Regardless, back to Joan. I like to associate myself with a female religious warrior background (especially when playing WoW), it just seems so kool to me even if it is unlikely that I am sort-of related to Joan D'Arc but probably not really. So I was reading this book about her, supposedly written by one of her male childhood friends, that tells about a large resplendent tree on the hill outside of their French village, and since I can’t find the book in all the mess of books I am winging it here... and the humble village children would play at the tree and for hundreds and hundreds of years they would play there along with the faeries. Then one day a fairy did something rude... was seen spying out a naked grandmother through her kitchen window or whatever, and the local priest (Catholic) came along and banished the fairies from playing with the children. This all sounds so damnably contemporary when you think about it. But the impression I get is that the tree was made unhappy and that Joan D’Arc took the local priest to task to defend the fairies. I am proud of my brave ancestors even if they are not. I hope that the tree is still there, one of a few places that I would like to visit and maybe read a book, more on that later, and nowadays when people no longer believe in fairies it just may be the little magical buggers are free to dance around and party unmolested. It is France.

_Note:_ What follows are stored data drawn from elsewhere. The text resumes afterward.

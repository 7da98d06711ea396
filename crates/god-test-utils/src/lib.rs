//! Testing utilities for GOD workspace
//!
//! Synthetic archives and images, a scripted archive transport, and an
//! in-memory record sink.

#![allow(missing_docs)]

use async_trait::async_trait;
use god_archive::{ArchiveTransport, ImageIdentifier, PartialArchive, TransportError};
use god_records::{RecordError, RecordResult, RecordSink};
use image::{DynamicImage, GrayImage, ImageFormat, Luma, Rgb, RgbImage};
use ndarray::Array2;
use parking_lot::Mutex;
use std::collections::HashMap;
use std::io::Cursor;
use std::path::Path;
use std::sync::Arc;

/// 8-bit grayscale PNG with pixel `(x, y)` given by `f`
pub fn gray_png(width: u32, height: u32, f: impl Fn(u32, u32) -> u8) -> Vec<u8> {
    let img = GrayImage::from_fn(width, height, |x, y| Luma([f(x, y)]));
    encode(DynamicImage::ImageLuma8(img), ImageFormat::Png)
}

/// Uniform RGB PNG
pub fn rgb_png(width: u32, height: u32, rgb: [u8; 3]) -> Vec<u8> {
    let img = RgbImage::from_pixel(width, height, Rgb(rgb));
    encode(DynamicImage::ImageRgb8(img), ImageFormat::Png)
}

/// 8-bit grayscale PNG of intensities in `[0, 1]`
pub fn png_from_pixels(pixels: &Array2<f32>) -> Vec<u8> {
    let (rows, cols) = pixels.dim();
    gray_png(cols as u32, rows as u32, |x, y| {
        (pixels[[y as usize, x as usize]].clamp(0.0, 1.0) * 255.0).round() as u8
    })
}

fn encode(img: DynamicImage, format: ImageFormat) -> Vec<u8> {
    let mut out = Cursor::new(Vec::new());
    img.write_to(&mut out, format).unwrap();
    out.into_inner()
}

/// Tar archive holding `members`
pub fn tar_bytes(members: &[(&str, &[u8])]) -> Vec<u8> {
    let mut builder = tar::Builder::new(Vec::new());
    for (name, data) in members {
        let mut header = tar::Header::new_gnu();
        header.set_size(data.len() as u64);
        header.set_mode(0o644);
        header.set_cksum();
        builder.append_data(&mut header, name, *data).unwrap();
    }
    builder.into_inner().unwrap()
}

/// Write a tar archive holding `members` to `path`
pub fn write_tar(path: &Path, members: &[(&str, &[u8])]) {
    if let Some(parent) = path.parent() {
        std::fs::create_dir_all(parent).unwrap();
    }
    std::fs::write(path, tar_bytes(members)).unwrap();
}

/// Parse identifiers, panicking on invalid input
pub fn identifiers(raw: &[&str]) -> Vec<ImageIdentifier> {
    raw.iter().map(|s| ImageIdentifier::parse(s).unwrap()).collect()
}

/// Write a three-column image list whose last column is the identifier
pub fn write_image_list(path: &Path, raw: &[&str]) {
    let body: String = raw
        .iter()
        .enumerate()
        .map(|(i, id)| format!("{i},{},{id}\n", i % 2))
        .collect();
    std::fs::write(path, body).unwrap();
}

#[derive(Default)]
struct Script {
    archives: HashMap<String, Vec<u8>>,
    failures: HashMap<String, u32>,
    calls: Vec<String>,
}

/// In-process archive service keyed by synset
///
/// Clones share the same script and call log.
#[derive(Clone, Default)]
pub struct ScriptedTransport {
    script: Arc<Mutex<Script>>,
}

impl ScriptedTransport {
    pub fn new() -> Self {
        Self::default()
    }

    /// Serve `archive` for `synset`
    pub fn with_archive(self, synset: &str, archive: Vec<u8>) -> Self {
        self.script.lock().archives.insert(synset.to_string(), archive);
        self
    }

    /// Time out the first `times` requests for `synset`
    pub fn failing(self, synset: &str, times: u32) -> Self {
        self.script.lock().failures.insert(synset.to_string(), times);
        self
    }

    /// Synsets requested so far, in order
    pub fn calls(&self) -> Vec<String> {
        self.script.lock().calls.clone()
    }

    /// Requests made for `synset`
    pub fn call_count(&self, synset: &str) -> usize {
        self.script.lock().calls.iter().filter(|c| *c == synset).count()
    }
}

fn wnid(url: &str) -> String {
    url.split_once("wnid=")
        .map(|(_, rest)| rest.split('&').next().unwrap_or_default().to_string())
        .unwrap_or_default()
}

#[async_trait]
impl ArchiveTransport for ScriptedTransport {
    async fn fetch(&self, url: &str, sink: &mut PartialArchive) -> Result<u64, TransportError> {
        let synset = wnid(url);
        let archive = {
            let mut script = self.script.lock();
            script.calls.push(synset.clone());
            if let Some(remaining) = script.failures.get_mut(&synset) {
                if *remaining > 0 {
                    *remaining -= 1;
                    return Err(TransportError::Timeout);
                }
            }
            script.archives.get(&synset).cloned()
        };
        let archive = archive.ok_or(TransportError::Status(404))?;
        sink.write_chunk(&archive)
            .map_err(|e| TransportError::Write(e.to_string()))?;
        Ok(sink.len())
    }
}

/// Record sink that keeps everything in memory
#[derive(Debug, Default)]
pub struct MemorySink {
    pub records: Vec<(String, Vec<u8>)>,
    pub finished: bool,
}

impl MemorySink {
    pub fn new() -> Self {
        Self::default()
    }

    pub fn names(&self) -> Vec<&str> {
        self.records.iter().map(|(n, _)| n.as_str()).collect()
    }
}

impl RecordSink for MemorySink {
    fn append(&mut self, name: &str, payload: &[u8]) -> RecordResult<()> {
        if self.finished {
            return Err(RecordError::Finished);
        }
        self.records.push((name.to_string(), payload.to_vec()));
        Ok(())
    }

    fn finish(&mut self) -> RecordResult<()> {
        if self.finished {
            return Err(RecordError::Finished);
        }
        self.finished = true;
        Ok(())
    }
}

/// Record sink whose appends fail once `capacity` records are stored
#[derive(Debug, Default)]
pub struct FullSink {
    pub capacity: usize,
    pub inner: MemorySink,
}

impl FullSink {
    pub fn with_capacity(capacity: usize) -> Self {
        Self {
            capacity,
            inner: MemorySink::new(),
        }
    }
}

impl RecordSink for FullSink {
    fn append(&mut self, name: &str, payload: &[u8]) -> RecordResult<()> {
        if self.inner.records.len() >= self.capacity {
            return Err(RecordError::Stream(std::io::Error::other("sink full")));
        }
        self.inner.append(name, payload)
    }

    fn finish(&mut self) -> RecordResult<()> {
        self.inner.finish()
    }
}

As a kid we had five acres of woods surrounded by hundreds of acres of woods and farm fields. There were many trees, a few of them quite distinct. A very large basswood was one where I spent hours building forts -- basswoods are good for that. It gave me an early sense of the engineering of building, particularly on the day when all of the logs rolled out and Ronnie Harkness (he is Italian, sort of, and his sister had very red red hair), who was up in the tree on top of the logs that I was handing up (well, they were a bit rotted and fairly small in diameter) made a sudden move and everything came tumbling down.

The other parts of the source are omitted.